29. Mr. Partington did not dispute that the CB&L case is related to this case. (Tr. 31:14-18). But Mr. Partington interpreted Local Rule 5.6 to require a notice be filed in the “later filed” case, meaning he did not believe he had to file a notice in the current case because it was filed before the CB&L case. (Tr. 31:19-32:6).
30. Mr. Partington did not file a notice of similar case in the Everdean case because he did not believe such a notice was warranted. That was so because Mr. Partington concluded that this case and the Everdean case did not share common issues of law or fact. Because Everdean's scope of work was sequential to Gulf Atlantic's scope of work, Mr. Partington believed that the two cases were not sufficiently related to warrant a notice of similar case filing. (Tr. 66:16-68:4).
31. Mr. Partington testified that at the time HITT provided NGM with its discovery responses, it was seeking the amount listed from NGM, but damages calculations are always refined throughout the course of litigation. (Tr. 34:1-9).

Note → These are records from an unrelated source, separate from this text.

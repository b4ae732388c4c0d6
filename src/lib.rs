//! # mld-reader
//!
//! A reader for MLD (MFi ringtone/music) containers, the `melo` chunk format
//! used by Japanese feature phones.
//!
//! - Decodes and validates the header, metadata chunks and track chunks
//! - Interprets title, version, date, source and other metadata fields
//! - Carves containers embedded in arbitrary host files
//! - Rewrites the `vers` field in place
pub mod mld;

// Re-export the main types for convenience
pub use mld::{
    carve::{carve, dedup_by_content, CarvedMld, Carver, ScanMode, ScanOptions},
    decode,
    edit::{set_version, upgrade_to_mfi3, MFI3_VERSION},
    export::{ExportOptions, ExportOutcome, Exporter, ExtractSummary},
    report::{render, ReportOptions},
    types::{
        error::{MldError, Result, Section},
        fields::{DateField, MetadataFields, Origin, SourceInfo, VersionField},
        models::{Chunk, ChunkTag, DataTypeMajor, DataTypeMinor, MldDocument, TrackChunk},
    },
};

32. Mr. Partington testified that HITT later discovered—after it sent the February 3, 2025 letter—that Everdean did not delay the project. (Tr. 42:17-19; 43:14-18; 66:19-68:4).
33. All cases—the current case, the CB&L case, and the Everdean case—are publicly available through CM/ECF and PACER.
34. Judge Wetherell is the assigned District Judge in both this case and the CB&L case.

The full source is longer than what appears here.